:: Problem ::
Copy every record word for word.

:: Study material ::

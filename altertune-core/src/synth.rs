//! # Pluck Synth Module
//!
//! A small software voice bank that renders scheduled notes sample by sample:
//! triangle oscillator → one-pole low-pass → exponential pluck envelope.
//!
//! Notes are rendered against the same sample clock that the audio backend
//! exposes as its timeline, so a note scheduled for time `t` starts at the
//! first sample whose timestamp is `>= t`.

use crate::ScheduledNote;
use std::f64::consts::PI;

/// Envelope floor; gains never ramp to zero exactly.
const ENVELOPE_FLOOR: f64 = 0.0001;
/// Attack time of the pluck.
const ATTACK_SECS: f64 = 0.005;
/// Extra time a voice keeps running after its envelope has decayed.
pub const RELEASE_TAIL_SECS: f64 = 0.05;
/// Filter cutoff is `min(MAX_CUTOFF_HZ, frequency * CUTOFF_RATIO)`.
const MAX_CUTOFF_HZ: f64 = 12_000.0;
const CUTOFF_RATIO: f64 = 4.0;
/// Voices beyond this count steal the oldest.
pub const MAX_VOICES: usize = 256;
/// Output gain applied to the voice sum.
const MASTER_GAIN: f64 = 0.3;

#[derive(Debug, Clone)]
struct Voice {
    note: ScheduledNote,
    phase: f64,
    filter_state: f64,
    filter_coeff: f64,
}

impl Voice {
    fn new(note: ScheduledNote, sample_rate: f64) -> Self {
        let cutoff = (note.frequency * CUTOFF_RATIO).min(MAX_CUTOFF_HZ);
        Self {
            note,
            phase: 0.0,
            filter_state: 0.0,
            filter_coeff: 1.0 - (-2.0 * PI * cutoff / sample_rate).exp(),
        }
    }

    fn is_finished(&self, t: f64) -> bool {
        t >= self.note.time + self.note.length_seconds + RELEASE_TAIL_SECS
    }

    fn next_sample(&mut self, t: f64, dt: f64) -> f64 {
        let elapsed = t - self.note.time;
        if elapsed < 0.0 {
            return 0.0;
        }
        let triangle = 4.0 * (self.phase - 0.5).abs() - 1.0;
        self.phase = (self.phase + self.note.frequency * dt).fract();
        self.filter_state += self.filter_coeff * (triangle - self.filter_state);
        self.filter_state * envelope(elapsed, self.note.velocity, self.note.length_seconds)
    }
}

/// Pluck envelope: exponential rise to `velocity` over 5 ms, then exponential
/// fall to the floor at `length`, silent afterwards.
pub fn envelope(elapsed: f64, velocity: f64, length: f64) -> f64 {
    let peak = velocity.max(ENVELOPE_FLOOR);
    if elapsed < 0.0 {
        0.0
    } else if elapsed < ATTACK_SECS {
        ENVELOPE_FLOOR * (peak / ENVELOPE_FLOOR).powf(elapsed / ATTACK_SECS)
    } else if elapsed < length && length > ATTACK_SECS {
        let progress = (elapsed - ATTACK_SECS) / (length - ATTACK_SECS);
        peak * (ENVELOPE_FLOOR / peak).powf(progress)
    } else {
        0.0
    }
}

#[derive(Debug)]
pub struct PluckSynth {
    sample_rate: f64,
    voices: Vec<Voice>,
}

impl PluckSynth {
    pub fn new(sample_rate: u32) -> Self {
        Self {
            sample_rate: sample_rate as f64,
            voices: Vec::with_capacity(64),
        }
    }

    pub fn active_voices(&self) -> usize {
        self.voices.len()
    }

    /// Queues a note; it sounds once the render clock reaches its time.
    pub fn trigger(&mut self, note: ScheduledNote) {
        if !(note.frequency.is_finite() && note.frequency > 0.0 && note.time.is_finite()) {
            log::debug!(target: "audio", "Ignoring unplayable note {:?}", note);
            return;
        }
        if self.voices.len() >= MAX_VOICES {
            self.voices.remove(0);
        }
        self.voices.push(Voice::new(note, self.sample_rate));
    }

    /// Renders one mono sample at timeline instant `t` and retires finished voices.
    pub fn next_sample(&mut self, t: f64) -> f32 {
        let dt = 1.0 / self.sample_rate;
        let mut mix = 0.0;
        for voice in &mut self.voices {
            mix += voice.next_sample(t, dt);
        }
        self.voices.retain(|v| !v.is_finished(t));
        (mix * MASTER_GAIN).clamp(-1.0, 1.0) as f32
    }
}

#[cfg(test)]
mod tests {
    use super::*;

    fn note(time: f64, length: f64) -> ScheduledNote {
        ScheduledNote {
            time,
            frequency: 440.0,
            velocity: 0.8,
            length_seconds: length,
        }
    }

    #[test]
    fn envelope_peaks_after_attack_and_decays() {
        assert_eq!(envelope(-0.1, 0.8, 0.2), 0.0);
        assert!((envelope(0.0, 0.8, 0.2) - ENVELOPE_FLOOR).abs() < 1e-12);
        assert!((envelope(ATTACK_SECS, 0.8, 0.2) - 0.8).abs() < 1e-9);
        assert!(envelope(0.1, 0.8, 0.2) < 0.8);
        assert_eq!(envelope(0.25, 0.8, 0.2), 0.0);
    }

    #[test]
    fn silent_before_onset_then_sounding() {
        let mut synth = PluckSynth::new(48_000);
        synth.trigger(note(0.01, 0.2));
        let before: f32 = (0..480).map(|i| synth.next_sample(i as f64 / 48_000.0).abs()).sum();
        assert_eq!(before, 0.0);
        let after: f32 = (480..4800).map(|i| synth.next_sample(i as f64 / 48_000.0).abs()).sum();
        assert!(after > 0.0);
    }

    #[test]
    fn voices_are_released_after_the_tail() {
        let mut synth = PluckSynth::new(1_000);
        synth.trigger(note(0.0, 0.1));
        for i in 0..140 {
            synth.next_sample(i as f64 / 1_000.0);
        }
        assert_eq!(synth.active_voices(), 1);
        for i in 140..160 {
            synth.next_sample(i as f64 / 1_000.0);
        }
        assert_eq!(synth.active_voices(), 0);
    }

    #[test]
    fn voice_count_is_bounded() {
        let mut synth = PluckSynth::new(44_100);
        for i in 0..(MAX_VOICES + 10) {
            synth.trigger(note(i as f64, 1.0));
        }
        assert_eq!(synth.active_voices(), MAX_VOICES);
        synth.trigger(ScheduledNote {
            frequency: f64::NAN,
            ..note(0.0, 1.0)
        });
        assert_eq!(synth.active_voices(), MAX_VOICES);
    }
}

:: Solution to this exercise ::
filename altertune-core/src/synth.rs
//! # Pluck Synth Module
//!
//! A small software voice bank that renders scheduled notes sample by sample:
//! triangle oscillator → one-pole low-pass → exponential pluck envelope.
//!
//! Notes are rendered against the same sample clock that the audio backend
//! exposes as its timeline, so a note scheduled for time `t` starts at the
//! first sample whose timestamp is `>= t`.

use crate::ScheduledNote;
use std::f64::consts::PI;

/// Envelope floor; gains never ramp to zero exactly.
const ENVELOPE_FLOOR: f64 = 0.0001;
/// Attack time of the pluck.
const ATTACK_SECS: f64 = 0.005;
/// Extra time a voice keeps running after its envelope has decayed.
pub const RELEASE_TAIL_SECS: f64 = 0.05;
/// Filter cutoff is `min(MAX_CUTOFF_HZ, frequency * CUTOFF_RATIO)`.
const MAX_CUTOFF_HZ: f64 = 12_000.0;
const CUTOFF_RATIO: f64 = 4.0;
/// Voices beyond this count steal the oldest.
pub const MAX_VOICES: usize = 256;
/// Output gain applied to the voice sum.
const MASTER_GAIN: f64 = 0.3;

#[derive(Debug, Clone)]
struct Voice {
    note: ScheduledNote,
    phase: f64,
    filter_state: f64,
    filter_coeff: f64,
}

impl Voice {
    fn new(note: ScheduledNote, sample_rate: f64) -> Self {
        let cutoff = (note.frequency * CUTOFF_RATIO).min(MAX_CUTOFF_HZ);
        Self {
            note,
            phase: 0.0,
            filter_state: 0.0,
            filter_coeff: 1.0 - (-2.0 * PI * cutoff / sample_rate).exp(),
        }
    }

    fn is_finished(&self, t: f64) -> bool {
        t >= self.note.time + self.note.length_seconds + RELEASE_TAIL_SECS
    }

    fn next_sample(&mut self, t: f64, dt: f64) -> f64 {
        let elapsed = t - self.note.time;
        if elapsed < 0.0 {
            return 0.0;
        }
        let triangle = 4.0 * (self.phase - 0.5).abs() - 1.0;
        self.phase = (self.phase + self.note.frequency * dt).fract();
        self.filter_state += self.filter_coeff * (triangle - self.filter_state);
        self.filter_state * envelope(elapsed, self.note.velocity, self.note.length_seconds)
    }
}

/// Pluck envelope: exponential rise to `velocity` over 5 ms, then exponential
/// fall to the floor at `length`, silent afterwards.
pub fn envelope(elapsed: f64, velocity: f64, length: f64) -> f64 {
    let peak = velocity.max(ENVELOPE_FLOOR);
    if elapsed < 0.0 {
        0.0
    } else if elapsed < ATTACK_SECS {
        ENVELOPE_FLOOR * (peak / ENVELOPE_FLOOR).powf(elapsed / ATTACK_SECS)
    } else if elapsed < length && length > ATTACK_SECS {
        let progress = (elapsed - ATTACK_SECS) / (length - ATTACK_SECS);
        peak * (ENVELOPE_FLOOR / peak).powf(progress)
    } else {
        0.0
    }
}

#[derive(Debug)]
pub struct PluckSynth {
    sample_rate: f64,
    voices: Vec<Voice>,
}

impl PluckSynth {
    pub fn new(sample_rate: u32) -> Self {
        Self {
            sample_rate: sample_rate as f64,
            voices: Vec::with_capacity(64),
        }
    }

    pub fn active_voices(&self) -> usize {
        self.voices.len()
    }

    /// Queues a note; it sounds once the render clock reaches its time.
    pub fn trigger(&mut self, note: ScheduledNote) {
        if !(note.frequency.is_finite() && note.frequency > 0.0 && note.time.is_finite()) {
            log::debug!(target: "audio", "Ignoring unplayable note {:?}", note);
            return;
        }
        if self.voices.len() >= MAX_VOICES {
            self.voices.remove(0);
        }
        self.voices.push(Voice::new(note, self.sample_rate));
    }

    /// Renders one mono sample at timeline instant `t` and retires finished voices.
    pub fn next_sample(&mut self, t: f64) -> f32 {
        let dt = 1.0 / self.sample_rate;
        let mut mix = 0.0;
        for voice in &mut self.voices {
            mix += voice.next_sample(t, dt);
        }
        self.voices.retain(|v| !v.is_finished(t));
        (mix * MASTER_GAIN).clamp(-1.0, 1.0) as f32
    }
}

#[cfg(test)]
mod tests {
    use super::*;

    fn note(time: f64, length: f64) -> ScheduledNote {
        ScheduledNote {
            time,
            frequency: 440.0,
            velocity: 0.8,
            length_seconds: length,
        }
    }

    #[test]
    fn envelope_peaks_after_attack_and_decays() {
        assert_eq!(envelope(-0.1, 0.8, 0.2), 0.0);
        assert!((envelope(0.0, 0.8, 0.2) - ENVELOPE_FLOOR).abs() < 1e-12);
        assert!((envelope(ATTACK_SECS, 0.8, 0.2) - 0.8).abs() < 1e-9);
        assert!(envelope(0.1, 0.8, 0.2) < 0.8);
        assert_eq!(envelope(0.25, 0.8, 0.2), 0.0);
    }

    #[test]
    fn silent_before_onset_then_sounding() {
        let mut synth = PluckSynth::new(48_000);
        synth.trigger(note(0.01, 0.2));
        let before: f32 = (0..480).map(|i| synth.next_sample(i as f64 / 48_000.0).abs()).sum();
        assert_eq!(before, 0.0);
        let after: f32 = (480..4800).map(|i| synth.next_sample(i as f64 / 48_000.0).abs()).sum();
        assert!(after > 0.0);
    }

    #[test]
    fn voices_are_released_after_the_tail() {
        let mut synth = PluckSynth::new(1_000);
        synth.trigger(note(0.0, 0.1));
        for i in 0..140 {
            synth.next_sample(i as f64 / 1_000.0);
        }
        assert_eq!(synth.active_voices(), 1);
        for i in 140..160 {
            synth.next_sample(i as f64 / 1_000.0);
        }
        assert_eq!(synth.active_voices(), 0);
    }

    #[test]
    fn voice_count_is_bounded() {
        let mut synth = PluckSynth::new(44_100);
        for i in 0..(MAX_VOICES + 10) {
            synth.trigger(note(i as f64, 1.0));
        }
        assert_eq!(synth.active_voices(), MAX_VOICES);
        synth.trigger(ScheduledNote {
            frequency: f64::NAN,
            ..note(0.0, 1.0)
        });
        assert_eq!(synth.active_voices(), MAX_VOICES);
    }
}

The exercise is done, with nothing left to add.